Two duos of the German, Berlin-based clarinetist and composer Michel Thieke, both suggest distinct and minimalist, contemplative and highly immersive listening experiences.
The International Nothing - Just None of Those Things (Ftarri, 2022) ****
This album distills more than ever the duo’s obsession with their own long-form compositions. Thieke and Fagaschinski always focused on multilayered sound sculpting, multiphonics, beat frequencies and difference tones as an integral part of their language and performed with great detail, precision and subversive sense of humor. They still sound like a collective entity, blurring the dimensions of time and space with their great attention for weightless statis. The 42-minute title composition, with only the acoustic clarinets of Fagaschinski on the right channel and Thieke on the left one, plays with air like a delicate, tactile sonic matter. This arresting, meditative piece often sounds like an abstract, futurist and psychedelic piece for minimalist electronics. But these gifted improvisers sculpt, color and layer, and investigate carefully in their own commanding poetic manner its primordial, subtle ethereal qualities, further down into the abyss of weirdness and nothingness. At least until The International Nothing will have more breaking news about the nature of humankind and the future of this planet.

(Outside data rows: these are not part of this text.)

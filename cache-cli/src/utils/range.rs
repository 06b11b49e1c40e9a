use std::fmt;
use std::str::FromStr;

use crate::error::CliError;

/// Inclusive byte range given on the command line as `start-end`
#[derive(Debug, Clone, Copy, PartialEq, Eq)]
pub struct ByteRange {
    pub start: u64,
    pub end: u64,
}

impl ByteRange {
    pub fn as_tuple(&self) -> (u64, u64) {
        (self.start, self.end)
    }
}

impl FromStr for ByteRange {
    type Err = CliError;

    fn from_str(s: &str) -> Result<Self, Self::Err> {
        let invalid = || CliError::InvalidRange(s.to_string());
        let (start, end) = s.trim().split_once('-').ok_or_else(invalid)?;
        let start: u64 = start.trim().parse().map_err(|_| invalid())?;
        let end: u64 = end.trim().parse().map_err(|_| invalid())?;
        if end < start {
            return Err(invalid());
        }
        Ok(Self { start, end })
    }
}

impl fmt::Display for ByteRange {
    fn fmt(&self, f: &mut fmt::Formatter<'_>) -> fmt::Result {
        write!(f, "{}-{}", self.start, self.end)
    }
}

Michael Thieke / Luigi Marino - Native Languages of Nowhere (Emergent Idioms, 2022) ****
Thieke and Marino have established a subtle dialog focused on the way the ethereal breaths and sounds of the acoustic clarinet resonate within the metallic surfaces of the bowed cymbals, raw electronics, or the echoing zarb, and together offer an enigmatic, fragile collective entity. Like The International Nothing, the dynamics of this duo are patient, precise, focused on extended segments of statis, investigate methodically the timbres of the acoustic and the simple electronic sounds, and offer a weird and hallucinogenic, listening experience. But this duo colors its fascinating dynamics with rawer, noisier sounds, depicting abstract and quite cinematic, suspended landscapes, or morphing organically into simple melodies and odd, sparse pulses. The second extended piece “Dusk” cements even further the futurist and cinematic, surprisingly lyrical sceneries of this duo’s imaginary territories while the last, short piece “Breaking Song” charges its electro-acoustic interplay into deep, dark space.